▶ [Assignment]: List all lines of the data that include the string "ExitCode".

######

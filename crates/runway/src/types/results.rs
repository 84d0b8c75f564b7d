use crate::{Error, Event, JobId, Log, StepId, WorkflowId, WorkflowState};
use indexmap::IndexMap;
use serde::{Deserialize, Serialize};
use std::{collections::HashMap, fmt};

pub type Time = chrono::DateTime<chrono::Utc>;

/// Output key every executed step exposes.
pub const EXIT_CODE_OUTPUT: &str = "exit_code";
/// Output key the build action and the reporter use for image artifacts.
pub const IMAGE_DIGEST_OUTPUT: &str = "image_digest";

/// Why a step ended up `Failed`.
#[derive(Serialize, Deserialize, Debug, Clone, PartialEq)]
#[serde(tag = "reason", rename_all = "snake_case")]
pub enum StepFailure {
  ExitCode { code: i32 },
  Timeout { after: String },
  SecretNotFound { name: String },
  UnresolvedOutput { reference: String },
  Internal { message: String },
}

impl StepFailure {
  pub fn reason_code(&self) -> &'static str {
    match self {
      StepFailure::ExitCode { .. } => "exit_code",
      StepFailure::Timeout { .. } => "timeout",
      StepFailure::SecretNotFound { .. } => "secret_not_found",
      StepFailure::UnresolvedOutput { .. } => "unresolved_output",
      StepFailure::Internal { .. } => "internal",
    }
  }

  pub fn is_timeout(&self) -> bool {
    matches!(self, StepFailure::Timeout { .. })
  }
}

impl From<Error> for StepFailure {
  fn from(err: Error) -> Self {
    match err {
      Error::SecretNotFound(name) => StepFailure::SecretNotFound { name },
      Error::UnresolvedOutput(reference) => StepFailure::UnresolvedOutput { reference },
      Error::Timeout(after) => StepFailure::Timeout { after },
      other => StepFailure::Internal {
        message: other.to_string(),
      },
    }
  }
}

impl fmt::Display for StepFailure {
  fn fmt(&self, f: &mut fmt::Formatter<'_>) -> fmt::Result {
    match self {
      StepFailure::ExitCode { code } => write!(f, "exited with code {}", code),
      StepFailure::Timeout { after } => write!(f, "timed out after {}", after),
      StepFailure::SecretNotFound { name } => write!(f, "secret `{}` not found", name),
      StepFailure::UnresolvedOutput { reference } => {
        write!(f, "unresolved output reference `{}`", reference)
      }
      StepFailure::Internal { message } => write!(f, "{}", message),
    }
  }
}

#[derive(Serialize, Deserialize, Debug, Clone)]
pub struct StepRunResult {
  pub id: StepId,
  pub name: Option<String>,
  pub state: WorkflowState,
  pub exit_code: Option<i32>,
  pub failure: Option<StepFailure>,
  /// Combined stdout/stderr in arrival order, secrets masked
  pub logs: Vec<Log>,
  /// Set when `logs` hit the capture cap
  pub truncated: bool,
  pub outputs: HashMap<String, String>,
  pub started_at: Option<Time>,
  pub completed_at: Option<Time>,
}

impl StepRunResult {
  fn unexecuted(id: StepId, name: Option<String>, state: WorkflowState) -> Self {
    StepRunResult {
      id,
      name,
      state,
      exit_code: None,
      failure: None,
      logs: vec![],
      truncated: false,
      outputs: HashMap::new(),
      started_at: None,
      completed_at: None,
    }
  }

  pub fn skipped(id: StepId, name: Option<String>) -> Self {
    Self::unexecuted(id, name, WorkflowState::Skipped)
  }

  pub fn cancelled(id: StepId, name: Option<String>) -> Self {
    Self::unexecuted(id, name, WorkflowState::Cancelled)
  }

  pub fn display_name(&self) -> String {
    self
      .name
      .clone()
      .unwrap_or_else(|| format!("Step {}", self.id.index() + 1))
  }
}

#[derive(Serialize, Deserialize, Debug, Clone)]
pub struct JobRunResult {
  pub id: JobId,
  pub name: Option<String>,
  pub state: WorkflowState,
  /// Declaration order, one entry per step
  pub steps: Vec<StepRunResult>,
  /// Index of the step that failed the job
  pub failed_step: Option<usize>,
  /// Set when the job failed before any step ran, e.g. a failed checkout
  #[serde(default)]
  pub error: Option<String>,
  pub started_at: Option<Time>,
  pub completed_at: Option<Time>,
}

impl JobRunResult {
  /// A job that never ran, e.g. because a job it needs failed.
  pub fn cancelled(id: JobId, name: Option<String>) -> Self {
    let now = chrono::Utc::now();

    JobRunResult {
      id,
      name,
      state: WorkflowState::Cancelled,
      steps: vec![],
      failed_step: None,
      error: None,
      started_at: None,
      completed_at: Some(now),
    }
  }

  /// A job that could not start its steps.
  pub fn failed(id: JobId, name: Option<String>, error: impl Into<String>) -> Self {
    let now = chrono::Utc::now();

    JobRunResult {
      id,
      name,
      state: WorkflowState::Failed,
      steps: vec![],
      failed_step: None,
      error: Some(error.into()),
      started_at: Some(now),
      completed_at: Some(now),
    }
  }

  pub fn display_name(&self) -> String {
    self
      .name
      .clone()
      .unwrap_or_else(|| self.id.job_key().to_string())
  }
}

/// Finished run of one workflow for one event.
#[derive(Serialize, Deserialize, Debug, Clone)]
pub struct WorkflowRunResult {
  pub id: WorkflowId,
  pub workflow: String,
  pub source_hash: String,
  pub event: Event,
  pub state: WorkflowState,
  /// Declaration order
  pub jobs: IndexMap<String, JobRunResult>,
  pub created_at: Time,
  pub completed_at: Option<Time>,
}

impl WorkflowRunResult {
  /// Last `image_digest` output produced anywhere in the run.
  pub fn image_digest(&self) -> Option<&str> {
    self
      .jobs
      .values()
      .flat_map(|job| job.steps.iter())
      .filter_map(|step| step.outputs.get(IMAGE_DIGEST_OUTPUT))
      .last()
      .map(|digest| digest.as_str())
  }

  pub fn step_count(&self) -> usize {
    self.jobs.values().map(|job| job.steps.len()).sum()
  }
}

######

▶ [Output for this task]:
  ExitCode { code: i32 },
      StepFailure::ExitCode { .. } => "exit_code",
      StepFailure::ExitCode { code } => write!(f, "exited with code {}", code),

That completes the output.